The CosMx-Cell-Profiles repository contains a library of cell profile matrices with accompanying statistics and metadata. For each featured tissue, the profiles matrix gives the average expression of a variety of relevant cell types. Each matrix in the library was derived from one or more CosMx SMI experiments of a mix of panels. There are profiles from healthy and cancerous adult human samples as well as mouse brain.

Each profile contains the following components:

  1. Cell profiles matrix
  2. Cell type annotations
  3. Basic statistics
  4. Target statistics
  5. Metadata

File Types

Cell Profiles Matrix

Each cell profiles matrix is a CSV file of targets by cell types. Each cell type’s profile is a unique column. Each target is a unique row. Where multiple experiments were combined, only the intersection of targets was used. The profiles were generated using InSituType::Estep(), which removes background readout (negative probes) when calculating the net expression profile for each cell type. For details, refer to the InSituType manual.

Snippet of a cell profiles matrix.

Cell Type Annotations

To put cell types in context, we offer both cell type hierarchies and ontology terms.

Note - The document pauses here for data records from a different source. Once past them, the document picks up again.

use std::fs;
use std::path::{Path, PathBuf};

use crate::project::manifest;

/// Vite config filenames in detection priority order; first match wins.
const VITE_CONFIG_CANDIDATES: &[&str] = &["vite.config.ts", "vite.config.js", "vite.config.mjs"];

/// Root CSS file loaded by the application.
pub const STYLESHEET_PATH: &str = "src/index.css";

/// Presence of this file alone classifies a project as TypeScript.
const TS_MARKER_FILE: &str = "tsconfig.json";

/// Read-only view of a project tree, keyed by paths relative to the root.
/// Classification depends on nothing else, so tests can feed it an
/// in-memory map instead of a real directory.
pub trait FsProbe {
    fn exists(&self, rel: &str) -> bool;
    fn read(&self, rel: &str) -> Option<String>;
}

/// Probe backed by a directory on disk.
pub struct DiskProbe {
    root: PathBuf,
}

impl DiskProbe {
    pub fn new(root: &Path) -> Self {
        Self {
            root: root.to_path_buf(),
        }
    }
}

impl FsProbe for DiskProbe {
    fn exists(&self, rel: &str) -> bool {
        self.root.join(rel).exists()
    }

    fn read(&self, rel: &str) -> Option<String> {
        fs::read_to_string(self.root.join(rel)).ok()
    }
}

#[derive(Debug, Clone, Copy, PartialEq, Eq)]
pub enum LanguageVariant {
    TypeScript,
    JavaScript,
}

impl LanguageVariant {
    pub fn name(self) -> &'static str {
        match self {
            Self::TypeScript => "TypeScript",
            Self::JavaScript => "JavaScript",
        }
    }

    /// Config filename used when none exists on disk yet.
    fn default_vite_config(self) -> &'static str {
        match self {
            Self::TypeScript => "vite.config.ts",
            Self::JavaScript => "vite.config.js",
        }
    }
}

/// Snapshot of everything the setup workflow needs to know about a project.
/// Computed once per invocation and discarded afterwards.
#[derive(Debug, Clone, PartialEq, Eq)]
pub struct ProjectLayout {
    pub variant: LanguageVariant,
    /// Vite config path relative to the project root.
    pub vite_config: String,
    /// Whether that config was found on disk, as opposed to being the
    /// variant default for a file still to be created.
    pub vite_config_exists: bool,
    /// Stylesheet entry path relative to the project root.
    pub stylesheet: String,
}

impl ProjectLayout {
    #[allow(dead_code)]
    pub fn vite_config_ext(&self) -> &str {
        Path::new(&self.vite_config)
            .extension()
            .and_then(|ext| ext.to_str())
            .unwrap_or("")
    }
}

/// Classify a project from filesystem state alone; no side effects.
pub fn classify(probe: &dyn FsProbe) -> ProjectLayout {
    let variant = detect_variant(probe);
    let (vite_config, vite_config_exists) = detect_vite_config(probe, variant);
    ProjectLayout {
        variant,
        vite_config,
        vite_config_exists,
        stylesheet: STYLESHEET_PATH.to_string(),
    }
}

fn detect_variant(probe: &dyn FsProbe) -> LanguageVariant {
    if probe.exists(TS_MARKER_FILE) {
        return LanguageVariant::TypeScript;
    }
    let typed_manifest = probe
        .read(manifest::MANIFEST_FILE)
        .is_some_and(|content| manifest::declares_typed_packages(&content));
    if typed_manifest {
        LanguageVariant::TypeScript
    } else {
        LanguageVariant::JavaScript
    }
}

fn detect_vite_config(probe: &dyn FsProbe, variant: LanguageVariant) -> (String, bool) {
    for candidate in VITE_CONFIG_CANDIDATES {
        if probe.exists(candidate) {
            return ((*candidate).to_string(), true);
        }
    }
    (variant.default_vite_config().to_string(), false)
}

R file defining a nested list object so users can group cell type categories. Human-readable ensures non-R users (e.g., Python) can parse and use.

Note

Note that some inner nodes on the hierarchies are both lower-granularity categorizations as well as a final cell type included in the profiles themselves.

Snippet of a cell type hierarchy.

Cell Ontology annotations are also provided for all nodes on the hierarchies. Where applicable, the identified match and/or parent (more general) matches are provided. For other cell types, where no node or parent node matches are found, we instead provide the closest term. Finally, the column in_profiles indicates whether the table row corresponds to a cell type present in the profiles (independent of whether it is an internal or terminal node within the hierarchies).

Basic Statistics

CSV files of basic statistics on the profiles: number of input cells of each type per profile, standard deviation for each target, etc.

Snippet of basic statistics for a set of profiles.

Snippet of input cell counts of each cell type for a set of profiles.

Target Statistics

CSV files of average and standard deviation of targets in profiles so that users may remove targets as desired. Unlike the cell profiles, the average values by cell type and target here are simple means that do not use the negative probe values.

Snippet of input cell standard deviations matrix of each cell type for a set of profiles.

Metadata

JSON file on experimental design and attribution, including collaborators (if applicable), species, tissue type/substructure, CosMx SMI instrument version, input panel, etc.

Important note

If you use the cell profiles in your work, please include citations applicable for the relevant tissue(s).

Snippet of input metadata for a set of cell profiles.

Usage

Important note

If you use the cell profiles in your work, please include citations applicable for the relevant tissue(s). See the Metadata file for more information.

These matrices can be downloaded directly and loaded into environments for analysis with Insitutype.

Caution:

  • We do not recommend combining CosMx SMI-derived cell type profiles with scRNA-seq derived profiles in cell typing. For example, we advise against combining the CosMx SMI IO profiles with scRNA-seq profiles for the tissue type.
  • Note that some inner nodes on the hierarchies are both lower-granularity categorizations as well as a final cell type included in the profiles themselves.
  • If you choose to combine multiple CosMX SMI-derived profiles into a single hybrid reference, please see our Scratch Space post here for guidance.

Methodology

All profiles were derived from CosMx SMI experiments. Projects with high-confidence cell typing were identified and permission obtained from collaborators/customers where necessary. Cell type names were corrected for consistent style. Where necessary, poor-confidence typed cells as well as genes with high discordance between CosMx SMI-derived and scRNA-seq derived profiles were removed. In profiles built from multiple experiments, only the intersection of targets was used. InSituType::Estep() was run to generate mean expression profiles from the raw counts of cells x targets, negative probe counts, and given cell types.

Please note the profiles, while derived from CosMx SMI experiments, may not contain the exact suite of targets of current CosMx SMI panel products.

Contribution

If you would like to contribute to the CosMx Cell Profiles repository with data from your experiments, please contact us at support.spatial@bruker.com. Broadly speaking, the process involves a license agreement, finalized cell typing, and generation of the standardized file types of the repository as outlined above.

References

Danaher, Patrick, Edward Zhao, Zhi Yang, David Ross, Mark Gregory, Zach Reitz, Tae K. Kim, et al. 2022. “Insitutype: Likelihood-Based Cell Typing for Single Cell Spatial Transcriptomics.” bioRxiv. https://doi.org/10.1101/2022.10.19.512902.